Comparative analysis of two Neisseria gonorrhoeae genome sequences reveals evidence of mobilization of Correia Repeat Enclosed Elements and their role in regulation

Abstract

Background: The Correia Repeat Enclosed Element (CREE) of the Neisseria spp., with its inverted repeat and conserved core structure, can generate a promoter sequence at either or both ends, can bind IHF, and can bind RNase III and either be cleaved by it or protected by it. As such, the presence of this element can directly control the expression of adjacent genes. Previous work has shown differences in regulation of gene expression between neisserial strains and species due to the presence of a CREE. These interruptions perhaps remove the expression of CREE-associated genes from ancestral neisserial regulatory networks.

Results: Analysis of the chromosomal locations of the CREE in Neisseria gonorrhoeae strain FA1090 and N. gonorrhoeae strain NCCP11945 has revealed that most of the over 120 copies of the element are conserved in location between these genome sequences. However, there are some notable exceptions, including differences in the presence and sequence of CREE 5' of copies of the opacity protein gene opa, differences in the potential to bind IHF, and differences in the potential to be cleaved by RNase III.

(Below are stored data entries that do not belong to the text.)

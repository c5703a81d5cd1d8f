//! Node offset type.

use std::fmt;

/// Identifies a node by its byte offset in the index file.
///
/// Offsets are the file's only pointers. A node is always fetched through the
/// store by offset and never held as a live reference across writes, since a
/// split may rewrite it on disk at any time.
///
/// Signed 64-bit so it maps directly onto the on-disk field, where `-1` marks
/// "no node" (unused child slots, end of the leaf chain).
///
/// # Example
/// ```
/// use bplusdb::NodeOffset;
///
/// let offset = NodeOffset::new(32);
/// assert!(offset.is_valid());
/// assert!(!NodeOffset::INVALID.is_valid());
/// ```
#[derive(Debug, Clone, Copy, PartialEq, Eq, Hash, PartialOrd, Ord)]
pub struct NodeOffset(pub i64);

impl NodeOffset {
    /// Sentinel for "no node".
    pub const INVALID: NodeOffset = NodeOffset(-1);

    /// Create a new NodeOffset.
    #[inline]
    pub fn new(offset: i64) -> Self {
        NodeOffset(offset)
    }

    /// Check if this offset is valid (not the sentinel value).
    #[inline]
    pub fn is_valid(&self) -> bool {
        *self != Self::INVALID
    }

    /// `None` for the sentinel, `Some(self)` otherwise.
    #[inline]
    pub fn into_option(self) -> Option<NodeOffset> {
        self.is_valid().then_some(self)
    }
}

impl Default for NodeOffset {
    fn default() -> Self {
        Self::INVALID
    }
}

impl fmt::Display for NodeOffset {
    fn fmt(&self, f: &mut fmt::Formatter<'_>) -> fmt::Result {
        if *self == Self::INVALID {
            write!(f, "Node(INVALID)")
        } else {
            write!(f, "Node(@{})", self.0)
        }
    }
}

Conclusion: The presence of CREE insertions in one strain relative to the other, CREE within a prophage region, and CREE disrupting coding sequences, provide strong evidence of mobility of this element in N. gonorrhoeae. Due to the previously demonstrated role of these elements in altering transcriptional control and the findings from comparing the two gonococcal genome sequences, it is suggested that regulatory differences orchestrated by CREE contribute to the differences between strains and also between the closely related yet clinically distinct species N. gonorrhoeae, Neisseria meningitidis, and Neisseria lactamica.

Figure 1

CREE sequence structures. Comparative illustration of the sequence structures of different lengths of CREE. Sequences in the key are based on consensus sequences of all aligned N. gonorrhoeae CREE. Three different length types of CREE are present in the gonococcal genome sequences, however the shortest (69–73 bp) have two different structure types. An IHF binding site is only possible in the longest of the CREE (153–157 bp).

Figure 2

CREE sequence features. For illustration purposes a consensus sequence of the longer CREE is shown, here 156 bp. The ways in which the two different CREE associated promoters are generated from native sequence (blue line) and CREE sequence (red line) are shown for the Snyder promoter (left) [11] and the Black promoter (right) [10]. Both of these would drive transcription from left to right. Given favourable native sequence it might be possible to generate both promoters on the opposite strand as well, transcribing right to left. The IHF-binding site within the CREE is shown (orange), as are the inverted repeats that potentially form mRNA hairpin substrates for RNase III (green).

Figure 3

CREE distribution in the chromosomes. Distribution of the CREE (x-axis) and their lengths (y-axis) in the genome sequences of N. gonorrhoeae strain FA1090 (A) and N. gonorrhoeae strain NCCP11945 (B). Length variants are shown with larger spots and are colour coded: green – 97 bp CREE due to a 9 bp deletion; purple – 110 bp CREE due to a 5 bp duplication; blue – 143 bp CREE due to an 11 bp deletion; red – 169 bp CREE due to a 64 bp duplication in a 105 bp CREE.

Figure 4

CREE and chromosomal rearrangement. Alignment of the N. gonorrhoeae strain FA1090 (top) and strain NCCP11945 (bottom) genome sequences using progressive Mauve [43]. Several chromosomal rearrangements and inversions of large regions of sequence can be seen represented here by coloured blocks. Those below the mid-line in strain NCCP11945 are inverted relative to the strain FA1090 sequence. The arrows indicate the left and right ends of a single CREE in strain FA1090 and their alignment with two separate CREE at a chromosomal rearrangement point relative to strain NCCP11945.